American actress (1896–1937)

Edna Leedom Doelger (1896 – October 15, 1937) was an American actress, who appeared in Broadway productions during the 1920s.

==Early life==
Edna Leedom was born in 1896. She was from Philadelphia, Pennsylvania. She worked as a salesgirl and sang in the choir at Memorial Baptist Church on Broad and Masters Streets in Philadelphia.

==Career==
Leedom made her stage debut in vaudeville. She was in five Broadway theatre productions between 1923 and 1928. She was in three seasons of Ziegfeld Follies, including productions with Beryl Halley and a sketch called In Bed And Out with Lupino Lane.

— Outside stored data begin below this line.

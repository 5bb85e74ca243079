//! Token signing configuration

use serde::{Deserialize, Serialize};

const DEFAULT_SECRET: &str = "development-secret-please-change-in-production";

/// JWT configuration
///
/// A single symmetric secret is shared by access and refresh tokens. It is
/// loaded at process start and never rotated at runtime.
#[derive(Clone, Deserialize, Serialize)]
pub struct JwtConfig {
    /// HMAC secret used to sign and verify every token
    pub secret: String,

    /// Access token lifetime in seconds
    pub access_token_expiry: i64,

    /// Refresh token lifetime in seconds
    pub refresh_token_expiry: i64,
}

impl Default for JwtConfig {
    fn default() -> Self {
        Self {
            secret: String::from(DEFAULT_SECRET),
            access_token_expiry: 3600,     // 1 hour
            refresh_token_expiry: 604800,  // 7 days
        }
    }
}

impl JwtConfig {
    /// Create a new JWT configuration with secret
    pub fn new(secret: impl Into<String>) -> Self {
        Self {
            secret: secret.into(),
            ..Default::default()
        }
    }

    /// Create from environment variables
    pub fn from_env() -> Self {
        let secret = std::env::var("JWT_SECRET").unwrap_or_else(|_| DEFAULT_SECRET.to_string());
        let access_token_expiry = std::env::var("JWT_ACCESS_TOKEN_EXPIRY")
            .ok()
            .and_then(|v| v.parse().ok())
            .unwrap_or(3600);
        let refresh_token_expiry = std::env::var("JWT_REFRESH_TOKEN_EXPIRY")
            .ok()
            .and_then(|v| v.parse().ok())
            .unwrap_or(604800);

        Self {
            secret,
            access_token_expiry,
            refresh_token_expiry,
        }
    }

    /// Set access token expiry in minutes
    pub fn with_access_expiry_minutes(mut self, minutes: i64) -> Self {
        self.access_token_expiry = minutes * 60;
        self
    }

    /// Set refresh token expiry in days
    pub fn with_refresh_expiry_days(mut self, days: i64) -> Self {
        self.refresh_token_expiry = days * 86400;
        self
    }

    /// Check if using default secret (security warning)
    pub fn is_using_default_secret(&self) -> bool {
        self.secret == DEFAULT_SECRET
    }
}

// The secret must never end up in logs.
impl std::fmt::Debug for JwtConfig {
    fn fmt(&self, f: &mut std::fmt::Formatter<'_>) -> std::fmt::Result {
        f.debug_struct("JwtConfig")
            .field("secret", &"<redacted>")
            .field("access_token_expiry", &self.access_token_expiry)
            .field("refresh_token_expiry", &self.refresh_token_expiry)
            .finish()
    }
}
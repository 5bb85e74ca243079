//! Per-request authorization state machine

use std::sync::Arc;

use chrono::Utc;
use tracing::{debug, error, warn};

use crate::domain::entities::token::{AccessClaims, RefreshClaims};
use crate::domain::value_objects::session::AuthorizedSession;
use crate::errors::TokenError;
use crate::repositories::{RevocationStore, UserDirectory};
use crate::services::revocation::RevocationList;
use crate::services::token::TokenCodec;

use super::outcome::{GateRejection, GateRequest};

/// Decides whether a request is authenticated
///
/// Each call runs independently: one pass through
/// parse → revocation/expiry check → user lookup, or through the refresh
/// path when the access token is revoked or expired. Nothing is retried.
pub struct AuthorizationGate<S, U>
where
    S: RevocationStore + ?Sized,
    U: UserDirectory + ?Sized,
{
    codec: Arc<TokenCodec>,
    revocations: RevocationList<S>,
    users: Arc<U>,
}

impl<S, U> AuthorizationGate<S, U>
where
    S: RevocationStore + ?Sized,
    U: UserDirectory + ?Sized,
{
    pub fn new(codec: Arc<TokenCodec>, revocations: RevocationList<S>, users: Arc<U>) -> Self {
        Self {
            codec,
            revocations,
            users,
        }
    }

    /// Authorize a request against the current time
    pub async fn authorize(&self, request: GateRequest) -> Result<AuthorizedSession, GateRejection> {
        self.authorize_at(request, Utc::now().timestamp()).await
    }

    /// Authorize a request as if the clock read `now` (Unix seconds)
    pub async fn authorize_at(
        &self,
        request: GateRequest,
        now: i64,
    ) -> Result<AuthorizedSession, GateRejection> {
        let GateRequest {
            access_token,
            refresh_token,
        } = request;

        let access_token = match access_token.filter(|t| !t.is_empty()) {
            Some(token) => token,
            None => {
                debug!("no access token presented");
                return Err(GateRejection::Unauthorized);
            }
        };

        let claims: AccessClaims = self.codec.parse(&access_token).map_err(|e| {
            debug!(error = %e, "access token rejected");
            GateRejection::Unauthorized
        })?;

        let revoked = self.revocations.is_revoked(&access_token).await;
        if let Err(reason) = usability(revoked, claims.is_live_at(now)) {
            debug!(error = %reason, exp = claims.exp, "access token not live, attempting refresh");
            return Err(self.attempt_refresh(&claims, refresh_token.as_deref(), now).await);
        }

        let user = match self.users.find_by_email(&claims.user_email).await {
            Ok(Some(user)) => user,
            Ok(None) => {
                debug!(user_email = %claims.user_email, "token owner not found");
                return Err(GateRejection::UserNotFound);
            }
            Err(e) => {
                error!(error = %e, "user lookup failed");
                return Err(GateRejection::Internal);
            }
        };

        if !user.is_active() {
            debug!(user_email = %claims.user_email, "token owner is inactive");
            return Err(GateRejection::UserInactive);
        }

        Ok(AuthorizedSession {
            user,
            access_token,
            claims,
        })
    }

    /// Refresh path; every outcome is a rejection of the current request
    async fn attempt_refresh(
        &self,
        claims: &AccessClaims,
        refresh_token: Option<&str>,
        now: i64,
    ) -> GateRejection {
        let refresh_token = match refresh_token.filter(|t| !t.is_empty()) {
            Some(token) => token,
            None => {
                debug!("refresh needed but no refresh token supplied");
                return GateRejection::Unauthorized;
            }
        };

        let revoked = match self.revocations.is_revoked_strict(refresh_token).await {
            Ok(revoked) => revoked,
            Err(e) => {
                error!(error = %e, "revocation lookup for refresh token failed");
                return GateRejection::Internal;
            }
        };
        if revoked {
            warn!(error = %TokenError::Revoked, "refresh token rejected");
            return GateRejection::RefreshTokenInvalid;
        }

        let refresh: RefreshClaims = match self.codec.parse(refresh_token) {
            Ok(refresh) => refresh,
            Err(e) => {
                warn!(error = %e, "refresh token rejected");
                return GateRejection::RefreshTokenInvalid;
            }
        };

        if let Err(reason) = usability(false, refresh.is_live_at(now)) {
            warn!(error = %reason, "refresh token rejected");
            return GateRejection::RefreshTokenInvalid;
        }

        if !refresh.has_refresh_marker() {
            warn!(sub = ?refresh.sub, "refresh token marker is missing or wrong");
            return GateRejection::RefreshTokenInvalid;
        }

        match self.codec.issue(&self.codec.renew(claims)) {
            Ok(access_token) => {
                debug!(user_email = %claims.user_email, "access token renewed");
                GateRejection::AccessTokenRenewed { access_token }
            }
            Err(e) => {
                error!(error = %e, "could not sign renewed access token");
                GateRejection::Internal
            }
        }
    }
}

/// Why a well-signed token cannot be used right now, revocation first
pub(super) fn usability(revoked: bool, live: bool) -> Result<(), TokenError> {
    if revoked {
        Err(TokenError::Revoked)
    } else if !live {
        Err(TokenError::Expired)
    } else {
        Ok(())
    }
}
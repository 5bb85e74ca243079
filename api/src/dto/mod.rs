pub mod auth;
pub mod user;

pub use auth::{LoginRequest, LoginResponse, RefreshTokenBody, SignupRequest};
pub use user::{UpdateProfileRequest, UsernameRequest, UsersResponse};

In 1926, Leedom performed with Peggy Fears in No Foolin. In 1927, Leedom was the leading lady alongside Guy Robertson in Lovely Lady, a Shubert production. In February 1923, Leedom made headlines for quitting the production after an argument with Mabel Elaine. She became ill with appendicitis and did not return to the production. She did not appear on the stage after.

==Personal life==
Leedom married Billy Edmunds. They later divorced. Leedom married Harry Tighe, an actor. They later divorced. In 1926, Leedom married Dave Stamper, a composer of Ziegfeld Follies. They divorced in 1927. On March 9, 1928, Leedom married Frank G. Doelger, son of brewer Peter Doelger. They had a son, Frank G. Jr.

In 1929, Leedom was sued for by Doris Endor for "alienating the affections" of her husband, Chic Endor, a night club proprietor.

Leedom died on October 15, 1937, at her home at 33-41 84th Street in Jackson Heights, Queens.